St. Paul's College is a Roman Catholic College on the Fort Garry campus of the University of Manitoba.

History
St. Paul's College on the University of Manitoba campus is the major Catholic higher education institution in Manitoba.

In 1926 the Oblate Fathers, with a staff of six and a student body of one hundred, opened St. Paul's College as the first English Catholic High School for boys in the Province of Manitoba. Fr. Alphonse Simon, OMI was the first Rector. There was a rapid increase in students and the building on Selkirk Avenue soon proved inadequate. In 1931 Archbishop Sinnott, who had worked tirelessly to get the college started from as early as 1916, purchased the old Manitoba College (which had opened in 1882) at the corner of Ellice and Vaughan Streets in downtown Winnipeg and the college moved to this new location. The direction of the college passed into the hands of the diocesan clergy and Fr. C. B. Collins was appointed Rector. In the same year, the college became affiliated with the University of Manitoba.

The University of Manitoba, as founded in 1877, was a federation of three denominational colleges: St. Boniface (Catholic), St. John's (Anglican), and Manitoba (Presbyterian). In 1888 Wesley College (Methodist) became affiliated. On October 27, 1931, at the time of its affiliation, St. Paul's had a staff of 15 (eight priests and seven laymen), and a total of twelve students in the university program. The University of Manitoba Yearbook for 1932, The Brown and Gold, displays the photographs of the first two graduates of the college.
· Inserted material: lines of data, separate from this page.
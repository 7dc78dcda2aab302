//! Anchor freshness classification
//!
//! Ages are measured from when the root was fetched locally, not when it was
//! published, so the engine keeps working through server-side publishing gaps.

use chrono::{DateTime, Utc};
use std::time::Duration;

/// Anchor age below this needs no refresh.
pub const DEFAULT_SHOULD_REFRESH: Duration = Duration::from_secs(60 * 60);

/// Anchor age at or beyond this is unusable. All verification fails.
pub const DEFAULT_REQUIRE_REFRESH: Duration = Duration::from_secs(24 * 60 * 60);

/// How usable an anchor observation is, by age
#[derive(Debug, Clone, Copy, PartialEq, Eq)]
pub enum Freshness {
    /// Recent enough to use as-is
    Fresh,
    /// Old enough to warrant a refresh attempt, still usable if it fails
    Staleable,
    /// Too old to trust, even after a refresh attempt
    Expired,
}

/// Classifies anchor observations into freshness bands
#[derive(Debug, Clone)]
pub struct FreshnessPolicy {
    should_refresh: Duration,
    require_refresh: Duration,
}

impl FreshnessPolicy {
    /// Create a policy with explicit thresholds
    pub fn new(should_refresh: Duration, require_refresh: Duration) -> Self {
        Self {
            should_refresh,
            require_refresh,
        }
    }

    /// Classify an observation made at `fetched_at`, as seen from `now`.
    ///
    /// A `fetched_at` in the future (clock skew) counts as age zero.
    pub fn classify(&self, fetched_at: DateTime<Utc>, now: DateTime<Utc>) -> Freshness {
        let age = (now - fetched_at).to_std().unwrap_or(Duration::ZERO);
        if age < self.should_refresh {
            Freshness::Fresh
        } else if age < self.require_refresh {
            Freshness::Staleable
        } else {
            Freshness::Expired
        }
    }
}

impl Default for FreshnessPolicy {
    fn default() -> Self {
        Self::new(DEFAULT_SHOULD_REFRESH, DEFAULT_REQUIRE_REFRESH)
    }
}
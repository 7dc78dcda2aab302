//! Remote kit retrieval and digest verification
//!
//! The server is asked for a specific hash and the response is re-hashed
//! locally before anything downstream sees it. An unverified payload is
//! never cached and never returned.

use crate::error::{PvlResult, PvlSourceError};
use async_trait::async_trait;
use serde::Deserialize;
use sha2::{Digest, Sha512};
use tracing::{debug, warn};

/// Abstract kit transport
///
/// Implementations retrieve the kit document the server claims matches
/// `hash`. The request is unauthenticated; verification happens in
/// [`fetch_verified`], not in the transport.
#[async_trait]
pub trait RemoteFetcher: Send + Sync {
    /// Retrieve the kit document for a specific hash
    async fn fetch_kit(&self, hash: &str) -> PvlResult<String>;
}

/// Hex of the SHA-512 digest of a kit document
pub fn kit_digest(document: &str) -> String {
    let mut hasher = Sha512::new();
    hasher.update(document.as_bytes());
    hex::encode(hasher.finalize())
}

/// Fetch a kit and enforce `digest(payload) == hash`.
///
/// Empty responses are rejected before hashing. A digest mismatch is
/// rejected unconditionally even though the transport succeeded.
pub(crate) async fn fetch_verified(fetcher: &dyn RemoteFetcher, hash: &str) -> PvlResult<String> {
    debug!("fetching pvl kit from server: {}", hash);
    let kit_json = fetcher.fetch_kit(hash).await?;
    if kit_json.is_empty() {
        return Err(PvlSourceError::EmptyPayload);
    }
    let got = kit_digest(&kit_json);
    if got != hash {
        warn!("pvl kit hash mismatch: got {} expected {}", got, hash);
        return Err(PvlSourceError::HashMismatch {
            expected: hash.to_string(),
            got,
        });
    }
    Ok(kit_json)
}

/// Response envelope from the kit endpoint
#[derive(Debug, Deserialize)]
struct KitResponse {
    kit_json: String,
}

/// `RemoteFetcher` over plain HTTP: `GET {endpoint}?hash={hash}`
pub struct HttpFetcher {
    endpoint: String,
}

impl HttpFetcher {
    /// Create a fetcher against the given endpoint URL
    pub fn new(endpoint: impl Into<String>) -> Self {
        Self {
            endpoint: endpoint.into(),
        }
    }
}

#[async_trait]
impl RemoteFetcher for HttpFetcher {
    async fn fetch_kit(&self, hash: &str) -> PvlResult<String> {
        let endpoint = self.endpoint.clone();
        let hash = hash.to_string();
        // ureq is blocking; keep it off the async workers.
        let body = tokio::task::spawn_blocking(move || -> PvlResult<String> {
            let mut response = ureq::get(&endpoint)
                .query("hash", &hash)
                .call()
                .map_err(|e| PvlSourceError::Fetch(e.to_string()))?;
            response
                .body_mut()
                .read_to_string()
                .map_err(|e| PvlSourceError::Fetch(e.to_string()))
        })
        .await
        .map_err(|e| PvlSourceError::Fetch(format!("fetch task failed: {}", e)))??;

        let decoded: KitResponse = serde_json::from_str(&body)?;
        Ok(decoded.kit_json)
    }
}
//! Error types for the PVL source engine
//!
//! All modules use `PvlResult<T>` as their return type.

use chrono::{DateTime, Utc};
use std::path::PathBuf;
use thiserror::Error;

/// Result type alias for PVL source operations
pub type PvlResult<T> = Result<T, PvlSourceError>;

/// All errors that can surface from the PVL source engine
#[derive(Error, Debug)]
pub enum PvlSourceError {
    // Anchor errors
    #[error("no merkle anchor root available")]
    NoAnchor,

    #[error("merkle anchor root too old: seqno {seqno}, fetched {fetched_at}")]
    StaleAnchor {
        seqno: u64,
        fetched_at: DateTime<Utc>,
    },

    #[error("merkle anchor root has empty pvl hash: seqno {seqno}")]
    NoHash { seqno: u64 },

    // Fetch and verification errors
    #[error("fetched pvl kit digest mismatch: expected {expected}, got {got}")]
    HashMismatch { expected: String, got: String },

    #[error("server returned an empty pvl kit")]
    EmptyPayload,

    #[error("fetching pvl kit: {0}")]
    Fetch(String),

    // Kit errors
    #[error("unmarshalling pvl kit: {source}")]
    MalformedKit {
        #[source]
        source: serde_json::Error,
    },

    #[error("missing pvl for version {0}")]
    MissingVersion(i64),

    #[error("empty pvl for version {0}")]
    EmptyVersion(i64),

    // Store errors
    #[error("persistent store unavailable: {context}")]
    StoreUnavailable { context: String },

    // Configuration errors
    #[error("invalid configuration at {path}: {reason}")]
    ConfigInvalid { path: PathBuf, reason: String },

    // IO errors
    #[error("IO error: {context}")]
    Io {
        context: String,
        #[source]
        source: std::io::Error,
    },

    // Serialization errors
    #[error("JSON error: {0}")]
    Json(#[from] serde_json::Error),

    #[error("TOML parse error: {0}")]
    TomlParse(#[from] toml::de::Error),
}

impl PvlSourceError {
    /// Create an IO error with context
    pub fn io(context: impl Into<String>, source: std::io::Error) -> Self {
        Self::Io {
            context: context.into(),
            source,
        }
    }

    /// Create a store error with context
    pub fn store(context: impl Into<String>) -> Self {
        Self::StoreUnavailable {
            context: context.into(),
        }
    }

    /// Whether the engine may swallow this error and fall through to
    /// another path (log-only degradation). Everything else propagates.
    pub fn is_degradable(&self) -> bool {
        matches!(self, Self::StoreUnavailable { .. })
    }
}
//! PVL Source - offline proof-validation ruleset delivery
//!
//! Keeps a client's PVL kit (the per-version rulesets used to validate
//! identity proofs offline) anchored to a tamper-evident merkle root and
//! cheap to obtain: an in-memory slot over a persistent store, falling back
//! to a network fetch whose payload is digest-verified before anything
//! trusts or caches it.

pub mod anchor;
pub mod cache;
pub mod config;
pub mod error;
pub mod fetch;
pub mod freshness;
pub mod kit;
pub mod source;
pub mod store;

pub use anchor::{AnchorRoot, MerkleAnchor};
pub use config::PvlConfig;
pub use error::{PvlResult, PvlSourceError};
pub use fetch::{HttpFetcher, RemoteFetcher};
pub use kit::PvlKit;
pub use source::PvlSource;
pub use store::{CacheRecord, FileStore, MemoryStore, PersistentStore};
At the request of the Archbishop, the Jesuit Fathers undertook direction of the college in 1933. Fr. John Holland, S.J., was appointed Rector, and Fr. Erle Bartlett, S.J. was appointed Dean of Studies. Their photographs and those of their successors line the corridor of the administrative wing of the college. In 1936, St. Mary's College for Women became the women's division of St. Paul's, until the college opened on the Fort Garry campus in 1957 when it became co-educational and St. Mary's eventually withdrew from university work.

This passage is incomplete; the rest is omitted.